“I am concerned that phenomena similar to that of Kim Kardashian may also exist in the scientific community. I think it is possible that there are individuals who are famous for being famous.”
Writing in Genome Biology, Professor Neil Hall of the University of Liverpool suggests that too many researchers get invited to present at scientific conferences due to their public profile, rather than their academic standing. To help quantify this potential disconnect, Hall compares the number of followers a research scientist has on twitter with the number of citations they have for their peer-reviewed work. The ratio of the two measures is called the “Kardashian Index”:
If your number of twitter followers is more than 5X your citations, you’re an academic Kardashian; presumably famous for no good reason. In Hall’s words,
“In an age dominated by the cult of celebrity we, as scientists, need to protect ourselves from mindlessly lauding shallow popularity and take an informed and critical view of the value we place on the opinion of our peers.”
“If your Kardashian index gets above 5, then it’s time to get off Twitter and write those papers.”
We all know people who flaunt their social credentials (# followers on Twitter, # friends/likes on Facebook) but I think Hall’s suggestion trivializes the situation. Executed properly, social media breaks down barriers to information by giving people access to information they might not have otherwise. Social media encourages discussions on a wide range of topics. This can be equally true in business and in university research.

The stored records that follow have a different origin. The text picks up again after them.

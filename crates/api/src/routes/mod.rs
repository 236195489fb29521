pub mod actors;
pub mod admin;
pub mod auth;
pub mod bookings;
pub mod cinemas;
pub mod films;
pub mod health;
pub mod sessions;
pub mod tmdb;
pub mod users;

use axum::Router;

use crate::state::AppState;

/// Build the `/api/v1` route tree.
///
/// Route hierarchy:
///
/// ```text
/// /auth/register                                   register (public)
/// /auth/login                                      login (public)
/// /auth/refresh                                    refresh (public)
/// /auth/logout                                     logout (requires auth)
///
/// /users/me                                        get, update own profile
///
/// /admin/users                                     list (admin only)
/// /admin/users/{id}                                delete
///
/// /actors                                          list, create
/// /actors/{id}                                     get, update, delete
///
/// /cinemas                                         list, create
/// /cinemas/{id}                                    get, update, delete
/// /cinemas/{id}/halls                              list, create
/// /cinemas/{id}/halls/{hall_id}                    delete
///
/// /films                                           list, create
/// /films/search                                    title search (?query=)
/// /films/popular                                   popularity ranking
/// /films/upcoming                                  unreleased films
/// /films/now-playing                               films with sessions soon
/// /films/{id}                                      get, update, delete
/// /films/{id}/details                              film + sessions by date
/// /films/{id}/cinemas                              cinemas screening it
/// /films/{id}/sessions                             all its sessions
/// /films/{id}/actors/{actor_id}                    attach, detach
/// /films/{id}/translations/{lang}                  upsert translation
/// /films/{id}/vote                                 get, upsert, remove own vote
///
/// /sessions                                        list (filtered), create
/// /sessions/{id}                                   get, update, delete
/// /sessions/{id}/prices                            price list (?time=)
/// /sessions/{id}/book                              quick booking
///
/// /bookings                                        list own, create
/// /bookings/active                                 upcoming confirmed
/// /bookings/{id}                                   get
/// /bookings/{id}/confirm                           PENDING -> CONFIRMED
/// /bookings/{id}/cancel                            cancel, release seats
///
/// /tmdb/popular                                    external popular list
/// ```
pub fn api_routes() -> Router<AppState> {
    Router::new()
        // Authentication routes (register, login, refresh, logout).
        .nest("/auth", auth::router())
        // Own profile.
        .nest("/users", users::router())
        // User management.
        .nest("/admin", admin::router())
        // Catalog.
        .nest("/actors", actors::router())
        .nest("/cinemas", cinemas::router())
        .nest("/films", films::router())
        // Scheduling and booking.
        .nest("/sessions", sessions::router())
        .nest("/bookings", bookings::router())
        // External movie metadata.
        .nest("/tmdb", tmdb::router())
}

In my opinion, neuroscientist Micha Allen gets it right:
“While a (sorta) funny joke, […] we (the Kardashians) are democratizing science. We are filtering the literally unending deluge of papers to try and find the most outrageous, the most interesting, and the most forgotten, so that they can see the light of day beyond wherever they were published and forgotten. We seek these papers to generate discussion and to garner attention where it is needed most.”
Social media has fundamentally changed the disciplines of marketing and communications, and I suspect it will also change academia. Eventually academics might be rewarded both for publications placed in traditional journals and for having a measurable impact through social media. Like all changes, it’s both scary and a huge opportunity.
A note to my academic friends: You don’t have to keep up with the Kardashians, but don’t ignore social media.